Community and “Others”- Establishing the Difference

Reflecting on my community in my hometown of Bradford, PA, I know many people and I also know of many people. I developed my own personal community through the people I interacted with at high school, sports teams, and my job outside of school. The people I grew close to and now know well, is my community. I associate with them frequently and see these people on a relatively daily basis. My sports team consists of some of my closets friends as I practiced with them my entire childhood and formed lasting relationships because of the history we have. I’ve formed bonds with my coworkers after working the same job for three years, and they have been integrated into my community. My community consists of the people I know, not just “know of”. They know who I am (not surface level), they associate with me daily, and we have lasting connection outside of the places we first met. All of these people I would define as individuals because I know them well and they know me well.

The “others” in my community are those who are not closely associated with me and only know surface level information. They are not integrated into my daily life and I do not have meaningful connections with these people. This could consist of a face I know from school, a neighbor down the street that I wave to, or the mailman that I see consistently, but don’t know anything about. To me, these are the side characters in my life. They coexist with everyone else but I am not connected to them on a meaningful level, nor would I pursue a meaningful connection these “others”. Who I have placed in my community has been apparent only by my own subjection. It’s by my pursuits that the people I know well, also know me well.

For example, being in college I’ve found that I miss the connections I made in my hometown and it is hard for me to want to pursue new meaningful connections. I have all these prior connections with people who I have known for over a decade. I don’t want to go through that process again when I already have my community established back home.

These are a few of my softball teammates from my hometown. I played softball with them since I was 10 years old. I would consider them to be a part of my community as we have a long history and meaningful connections.
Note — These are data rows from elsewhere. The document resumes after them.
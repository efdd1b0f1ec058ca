//! Property-based tests using `proptest` for curve invariants.
//!
//! 1. **Zero in, zero out** — both directions, any valid curve.
//! 2. **Well-formed outputs** — non-negative and finite.
//! 3. **Monotonicity** — more input never yields less output.
//! 4. **Budget respected** — a buy never spends more than offered.
//! 5. **Ceiling respected** — a buy never exceeds `max_units_per_call`.
//! 6. **Round-trip loss** — selling `n` then buying back yields `< n`.
//! 7. **Average above spot** — multi-unit buys average above the anchor.
//! 8. **Bad input rejected** — negative amounts fail with `InvalidAmount`.

use proptest::prelude::*;

use super::{estimate_currency_for_tokens, estimate_tokens_for_currency};
use crate::config::{CurveConfig, SellPricing};
use crate::error::CurveError;

// ---------------------------------------------------------------------------
// Strategies
// ---------------------------------------------------------------------------

/// Curves whose anchor price stays in a sane range.
fn curve() -> impl Strategy<Value = CurveConfig> {
    (1e-4f64..10.0, 1.000_01f64..1.01, 0.0f64..5_000.0).prop_map(|(base, growth, supply)| {
        let Ok(cfg) = CurveConfig::new(base, growth, supply) else {
            panic!("strategy produced an invalid curve");
        };
        cfg
    })
}

fn pricing() -> impl Strategy<Value = SellPricing> {
    prop_oneof![Just(SellPricing::Continuous), Just(SellPricing::UnitSteps)]
}

fn buy_out(cfg: &CurveConfig, currency: f64) -> f64 {
    let Ok(e) = estimate_tokens_for_currency(cfg, currency) else {
        panic!("buy of {currency} failed");
    };
    e.amount_out()
}

fn sell_out(cfg: &CurveConfig, tokens: f64) -> f64 {
    let Ok(e) = estimate_currency_for_tokens(cfg, tokens) else {
        panic!("sell of {tokens} failed");
    };
    e.amount_out()
}

proptest! {
    // -- 1. Zero in, zero out ----------------------------------------------

    #[test]
    fn zero_in_zero_out(cfg in curve(), sp in pricing()) {
        let cfg = cfg.with_sell_pricing(sp);
        prop_assert!(buy_out(&cfg, 0.0) == 0.0);
        prop_assert!(sell_out(&cfg, 0.0) == 0.0);
    }

    // -- 2. Well-formed outputs --------------------------------------------

    #[test]
    fn outputs_are_finite_and_non_negative(
        cfg in curve(),
        currency in 0.0f64..1e6,
        tokens in 0.0f64..5_000.0,
    ) {
        let b = buy_out(&cfg, currency);
        let s = sell_out(&cfg, tokens);
        prop_assert!(b.is_finite() && b >= 0.0);
        prop_assert!(s.is_finite() && s >= 0.0);
    }

    // -- 3. Monotonicity ----------------------------------------------------

    #[test]
    fn buy_is_monotonic(cfg in curve(), a in 0.0f64..1e4, b in 0.0f64..1e4) {
        let (lo, hi) = if a <= b { (a, b) } else { (b, a) };
        prop_assert!(buy_out(&cfg, lo) <= buy_out(&cfg, hi));
    }

    #[test]
    fn continuous_sell_is_monotonic(cfg in curve(), a in 0.0f64..5_000.0, b in 0.0f64..5_000.0) {
        let (lo, hi) = if a <= b { (a, b) } else { (b, a) };
        prop_assert!(sell_out(&cfg, lo) <= sell_out(&cfg, hi));
    }

    #[test]
    fn unit_step_sell_is_monotonic_on_whole_units(cfg in curve(), a in 0u32..2_000, b in 0u32..2_000) {
        let cfg = cfg.with_sell_pricing(SellPricing::UnitSteps);
        let (lo, hi) = if a <= b { (a, b) } else { (b, a) };
        prop_assert!(sell_out(&cfg, f64::from(lo)) <= sell_out(&cfg, f64::from(hi)));
    }

    // -- 4. Budget respected ------------------------------------------------

    #[test]
    fn buy_never_overspends(cfg in curve(), currency in 0.0f64..1e6) {
        let Ok(e) = estimate_tokens_for_currency(&cfg, currency) else {
            panic!("buy failed");
        };
        prop_assert!(e.consumed() <= currency);
        prop_assert!(e.unspent() >= 0.0);
    }

    // -- 5. Ceiling respected -----------------------------------------------

    #[test]
    fn buy_never_exceeds_ceiling(cfg in curve(), ceiling in 1u32..500, currency in 0.0f64..1e9) {
        let Ok(cfg) = cfg.with_max_units_per_call(ceiling) else {
            panic!("valid ceiling");
        };
        prop_assert!(buy_out(&cfg, currency) <= f64::from(ceiling));
    }

    // -- 6. Round-trip loss -------------------------------------------------

    #[test]
    fn sell_then_buy_returns_fewer_tokens(cfg in curve(), sp in pricing(), n in 1u32..500) {
        let cfg = cfg.with_sell_pricing(sp);
        let proceeds = sell_out(&cfg, f64::from(n));
        prop_assert!(buy_out(&cfg, proceeds) < f64::from(n));
    }

    // -- 7. Average above spot ----------------------------------------------

    #[test]
    fn multi_unit_buys_average_above_spot(cfg in curve(), currency in 0.0f64..1e5) {
        let Ok(e) = estimate_tokens_for_currency(&cfg, currency) else {
            panic!("buy failed");
        };
        if e.amount_out() >= 2.0 {
            let Some(avg) = e.average_unit_price() else {
                panic!("tokens bought but no average price");
            };
            prop_assert!(avg > cfg.anchor_price());
        }
    }

    // -- 8. Bad input rejected ----------------------------------------------

    #[test]
    fn negative_amounts_rejected(cfg in curve(), amount in -1e9f64..-1e-9) {
        prop_assert!(matches!(
            estimate_tokens_for_currency(&cfg, amount),
            Err(CurveError::InvalidAmount(_))
        ));
        prop_assert!(matches!(
            estimate_currency_for_tokens(&cfg, amount),
            Err(CurveError::InvalidAmount(_))
        ));
    }
}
This can all be relevant in international affairs. Certain countries have certain bonds with other countries. They have formed a connection through assets and/or prior history. The countries that have little interaction with each other would be consider “outsiders”. In our world, on any scale, the way that we connect to others, places and things is all subjective. Once bonds are formed, we typically like to keep these bonds and eventually stop pursuing new ones. Countries will align with others whom they know well and cooperate with. Comfortability is relevant in international affairs. For example, the United States and the United Kingdom have a long history. Relations were reestablished in 1815, and the relations were strengthen after their alliances in Worlds Wars, Korean conflict, etc. When we have history with an actor, we stick to what’s comfortable and familiar. This is the same in establishing our own community. Anyone that we do not integrate into our space is an outsider.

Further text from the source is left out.